This is the common definition for Blue carbon, other definitions can be discussed in the article


Like terrestrial ecosystems, marine ecosystems are capable of capturing CO2 from the atmosphere and storing it in living organisms (especially vegetation) and in the soil. Coastal ecosystems such as salt marshes, mangroves, seagrass and seaweed (macroalgae) are exceptionally efficient in this regard. These ecosystems not only capture CO2, but also help protect the coast against erosion and flooding. They strengthen the cohesion of bottom sediments so that they are less easily washed away and possess self-sustaining capacity by promoting sedimentation. Nature-based coastal protection makes use of these protective functions by restoring coastal ecosystems that have forgone in the past, by protecting and maintaining them and by promoting the development of new coastal protection ecosystems in appropriate places. In addition to capturing CO2, nature-based coastal protection also provides a large number of ecosystem services, such as breaking down polluting and eutrophicating substances, food production, grounds for spawning, breeding and nursery for a multitude of organisms (e.g. fish, birds), and scenic beauty. This article examines the role of CO2 sequestration by different coastal ecosystems. In the context of ETS, the trading of CO2 emission rights, this role can be used to generate finances that contribute to the realization of nature-based coastal protection.


Blue carbon ecosystems

To be considered blue carbon, an ecosystem should[1]:

  1. have a significant scale of greenhouse gas emissions or removals,
  2. support long term (>centuries) storage of carbon, and
  3. be amenable to management actions that enhance carbon storage or avoid greenhouse gas emissions.

The vegetated coastal ecosystems usually considered blue carbon sinks are salt marshes, mangroves and seagrass meadows.

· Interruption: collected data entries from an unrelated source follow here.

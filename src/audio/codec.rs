//! Conversion between raw f32 samples and the wire's 16-bit LE PCM +
//! base64 envelope

use base64::Engine;
use base64::engine::general_purpose::STANDARD as BASE64;
use serde::{Deserialize, Serialize};

/// Sample rate for captured audio sent to the model (mono)
pub const CAPTURE_SAMPLE_RATE: u32 = 16_000;

/// Sample rate for synthesized audio received from the model (mono)
pub const PLAYBACK_SAMPLE_RATE: u32 = 24_000;

/// MIME tag for outbound capture frames
pub const CAPTURE_MIME: &str = "audio/pcm;rate=16000";

/// Wire form of an audio frame: base64 PCM bytes plus a MIME tag
/// describing sample format and rate
#[derive(Debug, Clone, PartialEq, Eq, Serialize, Deserialize)]
#[serde(rename_all = "camelCase")]
pub struct EncodedEnvelope {
    /// Base64-encoded little-endian 16-bit PCM
    pub data: String,

    /// Sample format tag, e.g. `audio/pcm;rate=16000`
    #[serde(default)]
    pub mime_type: String,
}

/// Encode normalized f32 samples into a wire envelope.
///
/// Each sample is scaled by 32768 and truncated into a 16-bit store with
/// wraparound: out-of-range input is NOT clamped, so `1.0` becomes `-32768`.
/// Round-trip behavior depends on this matching the 16-bit store exactly.
#[must_use]
pub fn encode(samples: &[f32]) -> EncodedEnvelope {
    let mut bytes = Vec::with_capacity(samples.len() * 2);
    for &sample in samples {
        #[allow(clippy::cast_possible_truncation)]
        let quantized = (f64::from(sample) * 32768.0) as i64 as i16;
        bytes.extend_from_slice(&quantized.to_le_bytes());
    }

    EncodedEnvelope {
        data: BASE64.encode(&bytes),
        mime_type: CAPTURE_MIME.to_string(),
    }
}

/// Decode little-endian 16-bit PCM bytes into one planar f32 buffer per
/// channel.
///
/// `frame_count = len / 2 / channels`; a trailing partial frame is silently
/// dropped by the floor division.
#[must_use]
pub fn decode(bytes: &[u8], channels: usize) -> Vec<Vec<f32>> {
    if channels == 0 {
        return Vec::new();
    }

    let frame_count = bytes.len() / 2 / channels;
    let mut planes = vec![Vec::with_capacity(frame_count); channels];

    for frame in 0..frame_count {
        for (channel, plane) in planes.iter_mut().enumerate() {
            let at = (frame * channels + channel) * 2;
            let raw = i16::from_le_bytes([bytes[at], bytes[at + 1]]);
            plane.push(f32::from(raw) / 32768.0);
        }
    }

    planes
}

/// Decode a mono PCM byte buffer into a single sample plane
#[must_use]
pub fn decode_mono(bytes: &[u8]) -> Vec<f32> {
    decode(bytes, 1).pop().unwrap_or_default()
}

/// Decode the base64 payload of a wire envelope
///
/// # Errors
///
/// Returns `ProtocolError` if the payload is not valid base64
pub fn decode_envelope(envelope: &EncodedEnvelope, channels: usize) -> crate::Result<Vec<Vec<f32>>> {
    let bytes = BASE64
        .decode(&envelope.data)
        .map_err(|e| crate::Error::ProtocolError(format!("invalid base64 payload: {e}")))?;
    Ok(decode(&bytes, channels))
}

#[cfg(test)]
mod tests {
    use super::*;

    fn raw_bytes(envelope: &EncodedEnvelope) -> Vec<u8> {
        BASE64.decode(&envelope.data).unwrap()
    }

    #[test]
    #[allow(clippy::cast_precision_loss)]
    fn round_trip_within_quantization_error() {
        let samples: Vec<f32> = (0..4096)
            .map(|i| ((i as f32) / 4096.0).mul_add(2.0, -1.0) * 0.99)
            .collect();

        let envelope = encode(&samples);
        let decoded = decode_mono(&raw_bytes(&envelope));

        assert_eq!(decoded.len(), samples.len());
        for (a, b) in samples.iter().zip(&decoded) {
            assert!((a - b).abs() <= 1.0 / 32768.0, "{a} vs {b}");
        }
    }

    #[test]
    fn out_of_range_input_wraps_instead_of_clamping() {
        let envelope = encode(&[1.0]);
        let bytes = raw_bytes(&envelope);
        assert_eq!(i16::from_le_bytes([bytes[0], bytes[1]]), -32768);

        let envelope = encode(&[-1.5]);
        let bytes = raw_bytes(&envelope);
        // -1.5 * 32768 = -49152, wraps to 16384
        assert_eq!(i16::from_le_bytes([bytes[0], bytes[1]]), 16384);
    }

    #[test]
    fn envelope_carries_capture_mime_tag() {
        assert_eq!(encode(&[0.0]).mime_type, CAPTURE_MIME);
    }

    #[test]
    fn trailing_partial_frame_is_dropped() {
        // 7 bytes mono: 3 full samples, one dangling byte
        let bytes = [0u8, 0, 1, 0, 2, 0, 3];
        let planes = decode(&bytes, 1);
        assert_eq!(planes[0].len(), 3);

        // 10 bytes stereo: 2 full frames, one dangling sample
        let bytes = [0u8; 10];
        let planes = decode(&bytes, 2);
        assert_eq!(planes.len(), 2);
        assert_eq!(planes[0].len(), 2);
        assert_eq!(planes[1].len(), 2);
    }

    #[test]
    fn interleaved_source_decodes_to_planar_channels() {
        // L=1000, R=-1000 repeated
        let mut bytes = Vec::new();
        for _ in 0..4 {
            bytes.extend_from_slice(&1000i16.to_le_bytes());
            bytes.extend_from_slice(&(-1000i16).to_le_bytes());
        }

        let planes = decode(&bytes, 2);
        assert!(planes[0].iter().all(|s| (s - 1000.0 / 32768.0).abs() < 1e-6));
        assert!(planes[1].iter().all(|s| (s + 1000.0 / 32768.0).abs() < 1e-6));
    }

    #[test]
    fn invalid_base64_is_a_protocol_error() {
        let envelope = EncodedEnvelope {
            data: "not base64!!!".to_string(),
            mime_type: String::new(),
        };
        assert!(matches!(
            decode_envelope(&envelope, 1),
            Err(crate::Error::ProtocolError(_))
        ));
    }
}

Blue carbon did not originally include macroalgal ecosystems; however evidence is mounting that macroalgal ecosystems contribute substantially to marine carbon sequestration. Macroalgal beds are the most extensive vegetated coastal habitats in the global ocean, and their global net primary production is larger than that of all other vegetated coastal habitats. Existing datasets imply that carbon outwelling (i.e., lateral fluxes or horizontal exports of dissolved inorganic (DIC), organic (DOC) carbon and particulate organic carbon (POC)) from coastal habitats followed by ocean storage is relevant and may exceed local sediment burial as a long-term (>centuries) blue carbon sequestration mechanism[2]. Macroalgal beds therefore have the potential to regulate carbon dynamics in coastal ecosystems[3].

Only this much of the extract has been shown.